On demande trop de permissions selon Jérôme 50. Il ne faudrait qu’avancer, y aller et voir ce qui survient. Après un album acclamé, La hiérarchill, sorti à la fin de 2018 et prônant un retour au calme, Jérôme 50 fait parler les enfants et réinvente les codes de la comptine avec Le camp de vacances de Jérôme 49, un album où il se donne tous les droits.

Si tu aimes le soleil, tu tapes des mains, mais si tu ne l’aimes pas tu fermes les yeux, tout simplement. C’est ce que suggère l’auteur-compositeur-interprète issu de la banlieue de Québec sur son plus récent album-surprise. « Je ne sais pas si les chansons de camp m’ont marqué, mais quand j’ai une idée et que je veux la faire je la fais, annonce d’emblée Jérôme.
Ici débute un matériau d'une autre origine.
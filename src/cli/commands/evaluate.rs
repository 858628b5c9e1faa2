//! Evaluate command - score a static position.

use game_search::evaluate::position::{square, STARTING_PLACEMENT};
use game_search::evaluate::{
    BoardEvaluation, Color, EvaluationStrategy, Piece, Position, PositionSignal, PIECE_SLOTS,
};
use log::{debug, warn};
use structopt::StructOpt;

use super::Command;

/// Move count of one piece kind, written as `<fen piece>=<count>`, e.g. `N=5`.
#[derive(Debug)]
pub struct MobilityEntry {
    piece: Piece,
    count: i32,
}

fn parse_mobility(s: &str) -> Result<MobilityEntry, String> {
    let (piece, count) = s
        .split_once('=')
        .ok_or_else(|| format!("expected `<piece>=<count>`, found `{}`", s))?;
    let mut chars = piece.chars();
    let piece = match (chars.next(), chars.next()) {
        (Some(c), None) => Piece::from_fen(c).ok_or_else(|| format!("unknown piece `{}`", c))?,
        _ => return Err(format!("expected a single FEN piece letter, found `{}`", piece)),
    };
    let count = count
        .parse()
        .map_err(|err| format!("invalid move count `{}`: {}", count, err))?;
    Ok(MobilityEntry { piece, count })
}

#[derive(StructOpt)]
pub struct EvaluateArgs {
    #[structopt(long = "fen", default_value = STARTING_PLACEMENT)]
    pub position: Position,
    #[structopt(short, long, default_value = "full")]
    pub strategy: EvaluationStrategy,
    #[structopt(long)]
    pub white_castled: bool,
    #[structopt(long)]
    pub black_castled: bool,
    /// White's legal move count minus Black's.
    #[structopt(long, default_value = "0", allow_hyphen_values = true)]
    pub delta: i32,
    #[structopt(long)]
    pub white_in_check: bool,
    #[structopt(long)]
    pub black_in_check: bool,
    #[structopt(long, default_value = "0")]
    pub white_shield: i32,
    #[structopt(long, default_value = "0")]
    pub black_shield: i32,
    /// Moves available per piece kind, e.g. `--mobility N=5 b=7`.
    #[structopt(long, parse(try_from_str = parse_mobility))]
    pub mobility: Vec<MobilityEntry>,
}

impl EvaluateArgs {
    fn signal(&self) -> PositionSignal {
        let mut mobility = [0; PIECE_SLOTS];
        for entry in &self.mobility {
            mobility[entry.piece.slot()] += entry.count;
        }
        PositionSignal::new(0, 0, mobility)
            .with_checks(self.white_in_check, self.black_in_check)
            .with_king_shields(self.white_shield, self.black_shield)
    }
}

impl Command for EvaluateArgs {
    fn execute(self) {
        let evaluation = self.strategy.build();
        let signal = self.signal();
        let white_king = self.position.king_square(Color::White);
        let black_king = self.position.king_square(Color::Black);
        if white_king.is_none() || black_king.is_none() {
            warn!("a king is missing, the score will be decisive");
        }

        debug!("evaluating with {:?}", signal);
        let score = evaluation.score(
            &self.position,
            &self.position.piece_counts(),
            &signal,
            white_king.unwrap_or(square(0, 4)),
            black_king.unwrap_or(square(7, 4)),
            self.white_castled,
            self.black_castled,
            self.delta,
        );

        print!("{}", self.position);
        println!("{} score: {}", evaluation.name(), score);
    }
}
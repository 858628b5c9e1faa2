//! Static evaluation of chess-like positions.
//!
//! A strategy turns a [`Position`], its piece counts and the
//! [`PositionSignal`] of the last generated move list into a single score.
//! Positive scores favor White, negative scores favor Black. Losing a king
//! costs [`KING_VALUE`], which pushes the score into the decisive range the
//! search treats specially.
//!
//! Three strategies ship with the crate and are selected at runtime through
//! [`EvaluationStrategy`]:
//!
//! * `positional`: material, castling, net mobility and king-relative advancement.
//! * `full`: everything `positional` does plus checks, pawn structure, king
//!   safety and the bishop pair.
//! * `mobility`: material plus per-piece mobility weights.

use std::fmt;
use std::str::FromStr;

use thiserror::Error;

pub mod piece;
pub mod piece_values;
pub mod position;
pub mod signal;
pub mod strategies;
pub mod terms;

pub use piece::{Color, Piece, PieceCounts, PieceKind, PIECE_SLOTS};
pub use piece_values::{PieceValues, KING_VALUE};
pub use position::{Position, PositionError, Square};
pub use signal::PositionSignal;
pub use strategies::{FullEvaluation, MobilityEvaluation, PositionalEvaluation};

/// A pure scoring function over a position. Implementations hold only
/// immutable tables and may be shared freely between search workers.
pub trait BoardEvaluation: Send + Sync {
    fn name(&self) -> &'static str;

    /// Scores the position from White's point of view.
    ///
    /// `move_count_delta` is the mover's legal move count minus the
    /// opponent's, already signed towards White.
    #[allow(clippy::too_many_arguments)]
    fn score(
        &self,
        position: &Position,
        piece_counts: &PieceCounts,
        signal: &PositionSignal,
        white_king: Square,
        black_king: Square,
        white_castled: bool,
        black_castled: bool,
        move_count_delta: i32,
    ) -> i32;
}

#[derive(Error, Debug, PartialEq)]
#[error("unknown evaluation strategy `{0}`, expected one of: positional, full, mobility")]
pub struct UnknownStrategy(pub String);

#[derive(Clone, Copy, Debug, PartialEq, Eq, Hash)]
pub enum EvaluationStrategy {
    Positional,
    Full,
    Mobility,
}

impl Default for EvaluationStrategy {
    fn default() -> Self {
        EvaluationStrategy::Full
    }
}

impl EvaluationStrategy {
    pub const ALL: [EvaluationStrategy; 3] = [
        EvaluationStrategy::Positional,
        EvaluationStrategy::Full,
        EvaluationStrategy::Mobility,
    ];

    pub fn build(&self) -> Box<dyn BoardEvaluation> {
        match self {
            EvaluationStrategy::Positional => Box::new(PositionalEvaluation::new()),
            EvaluationStrategy::Full => Box::new(FullEvaluation::new()),
            EvaluationStrategy::Mobility => Box::new(MobilityEvaluation::new()),
        }
    }

    pub fn name(&self) -> &'static str {
        match self {
            EvaluationStrategy::Positional => "positional",
            EvaluationStrategy::Full => "full",
            EvaluationStrategy::Mobility => "mobility",
        }
    }
}

impl fmt::Display for EvaluationStrategy {
    fn fmt(&self, f: &mut fmt::Formatter<'_>) -> fmt::Result {
        write!(f, "{}", self.name())
    }
}

impl FromStr for EvaluationStrategy {
    type Err = UnknownStrategy;

    fn from_str(s: &str) -> Result<Self, Self::Err> {
        Self::ALL
            .iter()
            .copied()
            .find(|strategy| strategy.name().eq_ignore_ascii_case(s.trim()))
            .ok_or_else(|| UnknownStrategy(s.to_string()))
    }
}
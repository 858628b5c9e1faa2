//! Concurrent transposition table shared by all search workers.

use std::hash::BuildHasherDefault;
use std::sync::atomic::{AtomicU64, Ordering};

use dashmap::DashMap;
use rustc_hash::FxHasher;

use super::traits::{Player, TranspositionCache};

/// (mover, zobrist key, extra info, remaining depth and extension budget of the child)
type CacheKey = (Player, u64, u32, i32, u8);

/// Exact scores of fully evaluated subtrees. Concurrent writers of the same
/// key simply overwrite each other.
#[derive(Default)]
pub struct TranspositionTable {
    table: DashMap<CacheKey, i32, BuildHasherDefault<FxHasher>>,
    hits: AtomicU64,
}

impl TranspositionTable {
    pub fn new() -> Self {
        Self::default()
    }

    pub fn with_capacity(capacity: usize) -> Self {
        Self {
            table: DashMap::with_capacity_and_hasher(capacity, BuildHasherDefault::default()),
            hits: AtomicU64::new(0),
        }
    }

    pub fn len(&self) -> usize {
        self.table.len()
    }

    pub fn is_empty(&self) -> bool {
        self.table.is_empty()
    }

    pub fn clear(&self) {
        self.table.clear();
        self.hits.store(0, Ordering::Relaxed);
    }
}

impl TranspositionCache for TranspositionTable {
    fn probe(&self, player: Player, key: u64, extra_info: u32, depth: i32, extensions: u8) -> Option<i32> {
        let score = self
            .table
            .get(&(player, key, extra_info, depth, extensions))
            .map(|entry| *entry.value());
        if score.is_some() {
            self.hits.fetch_add(1, Ordering::Relaxed);
        }
        score
    }

    fn record(&self, player: Player, key: u64, extra_info: u32, score: i32, depth: i32, extensions: u8) {
        self.table.insert((player, key, extra_info, depth, extensions), score);
    }

    fn reset_hits(&self) {
        self.hits.store(0, Ordering::Relaxed);
    }

    fn hits(&self) -> u64 {
        self.hits.load(Ordering::Relaxed)
    }
}
use super::piece::{mirrored_slot, PIECE_SLOTS};

/// Attack, defense and mobility counts for one generated move list.
///
/// The move generator produces a snapshot once per ply; evaluation and move
/// ordering only read it. Color-independent counts are signed from the
/// mover's point of view.
#[derive(Clone, Copy, Debug, PartialEq, Eq, Hash)]
pub struct PositionSignal {
    /// Number of enemy pieces attacked by the mover's pieces.
    pub pieces_attacked: i32,
    /// Number of the mover's pieces that are defended.
    pub pieces_defending: i32,
    /// Available moves for each piece slot.
    pub mobility: [i32; PIECE_SLOTS],
    pub white_in_check: bool,
    pub black_in_check: bool,
    /// Pawn cover around the white king.
    pub white_king_shield: i32,
    /// Pawn cover around the black king.
    pub black_king_shield: i32,
}

impl Default for PositionSignal {
    fn default() -> Self {
        Self::NULL
    }
}

impl PositionSignal {
    /// The "no information" snapshot, used for the side whose moves were not generated.
    pub const NULL: PositionSignal = PositionSignal {
        pieces_attacked: 0,
        pieces_defending: 0,
        mobility: [0; PIECE_SLOTS],
        white_in_check: false,
        black_in_check: false,
        white_king_shield: 0,
        black_king_shield: 0,
    };

    pub fn new(pieces_attacked: i32, pieces_defending: i32, mobility: [i32; PIECE_SLOTS]) -> Self {
        Self {
            pieces_attacked,
            pieces_defending,
            mobility,
            ..Self::NULL
        }
    }

    pub fn with_checks(mut self, white_in_check: bool, black_in_check: bool) -> Self {
        self.white_in_check = white_in_check;
        self.black_in_check = black_in_check;
        self
    }

    pub fn with_king_shields(mut self, white: i32, black: i32) -> Self {
        self.white_king_shield = white;
        self.black_king_shield = black;
        self
    }

    pub fn is_null(&self) -> bool {
        *self == Self::NULL
    }

    /// The same snapshot as seen after swapping the colors of every piece.
    pub fn mirrored(&self) -> Self {
        let mut mobility = [0; PIECE_SLOTS];
        for (slot, &count) in self.mobility.iter().enumerate() {
            mobility[mirrored_slot(slot)] = count;
        }
        Self {
            pieces_attacked: self.pieces_attacked,
            pieces_defending: self.pieces_defending,
            mobility,
            white_in_check: self.black_in_check,
            black_in_check: self.white_in_check,
            white_king_shield: self.black_king_shield,
            black_king_shield: self.white_king_shield,
        }
    }
}
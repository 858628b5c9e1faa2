use super::piece::{Color, Piece, PieceCounts, PieceKind, PIECE_SLOTS};

/// Value of a king. Large enough that losing it outweighs any combination of
/// other material, so a missing king reads as a decisive score.
pub const KING_VALUE: i32 = 1_000_000;

pub const PAWN_VALUE: i32 = 100;
pub const KNIGHT_VALUE: i32 = 300;
pub const BISHOP_VALUE: i32 = 325;
pub const ROOK_VALUE: i32 = 500;
pub const QUEEN_VALUE: i32 = 900;

/// Per-slot piece values, built once and never mutated.
///
/// White slots hold positive values; black slots hold either negated values
/// (for material scoring) or the same values (for exchange arithmetic).
#[derive(Clone, Debug, PartialEq, Eq)]
pub struct PieceValues {
    table: [i32; PIECE_SLOTS],
}

impl Default for PieceValues {
    fn default() -> Self {
        Self::signed(QUEEN_VALUE)
    }
}

impl PieceValues {
    /// Material table: positive for White, negative for Black.
    pub fn signed(queen_value: i32) -> Self {
        Self::build(queen_value, -1)
    }

    /// Exchange table: the same magnitude for both colors.
    pub fn unsigned(queen_value: i32) -> Self {
        Self::build(queen_value, 1)
    }

    fn build(queen_value: i32, black_sign: i32) -> Self {
        let mut table = [0; PIECE_SLOTS];
        for &kind in &PieceKind::ALL {
            let value = match kind {
                PieceKind::Pawn => PAWN_VALUE,
                PieceKind::Knight => KNIGHT_VALUE,
                PieceKind::Bishop => BISHOP_VALUE,
                PieceKind::Rook => ROOK_VALUE,
                PieceKind::Queen => queen_value,
                PieceKind::King => KING_VALUE,
            };
            table[Piece::new(kind, Color::White).slot()] = value;
            table[Piece::new(kind, Color::Black).slot()] = value * black_sign;
        }
        Self { table }
    }

    #[inline(always)]
    pub fn value(&self, piece: Piece) -> i32 {
        self.table[piece.slot()]
    }

    #[inline(always)]
    pub fn slot_value(&self, slot: usize) -> i32 {
        self.table[slot]
    }

    /// Sum of value times count over every slot.
    pub fn material(&self, counts: &PieceCounts) -> i32 {
        self.table
            .iter()
            .zip(counts.iter())
            .map(|(&value, &count)| value * count as i32)
            .sum()
    }

    /// Sum of absolute values of all pieces on the board, kings excluded.
    pub fn non_king_material(&self, counts: &PieceCounts) -> i32 {
        let total: i64 = self
            .table
            .iter()
            .zip(counts.iter())
            .map(|(&value, &count)| value.abs() as i64 * count as i64)
            .sum();
        let kings = counts[Piece::white(PieceKind::King).slot()] as i64
            + counts[Piece::black(PieceKind::King).slot()] as i64;
        (total - kings * KING_VALUE as i64) as i32
    }
}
Les gens ont des idées et ils ne mènent pas à terme leurs projets. »

L’idée d’inclure de véritables voix d’enfants sur les chansons était un impératif pour lui. Pas question de faire les choses à moitié. Les pièces expriment ce grand désir de liberté émanant de sa jeunesse « pauvre en liberté et riche en fausses libertés ». « MØ a sorti un album démo en 2009, qui s’appelle A Piece of Music to Fuck to. Elle y parle de la déchéance de la jeunesse et elle le fait en étant libre de contraintes, sans peur des mots, explique-t-il. C’est un peu ce que je voulais faire avec ce projet-là. »

Les limites sont en effet inexistantes, notamment lorsqu’il fait dire à des enfants anonymes des propos très crus ou échafaudés sur des opinions politiques.

« Le trafic rend hystérique en banlieue de Québec. Oh hé ! Hé oh ! En banlieue de Québec. Les plus wacks votent pour la CAQ en banlieue de Québec. Oh hé ! Hé oh ! En banlieue de Québec. Les p’tits bums se tirent des bongs en banlieue de Québec. Oh hé ! Hé oh ! En banlieue de Québec. »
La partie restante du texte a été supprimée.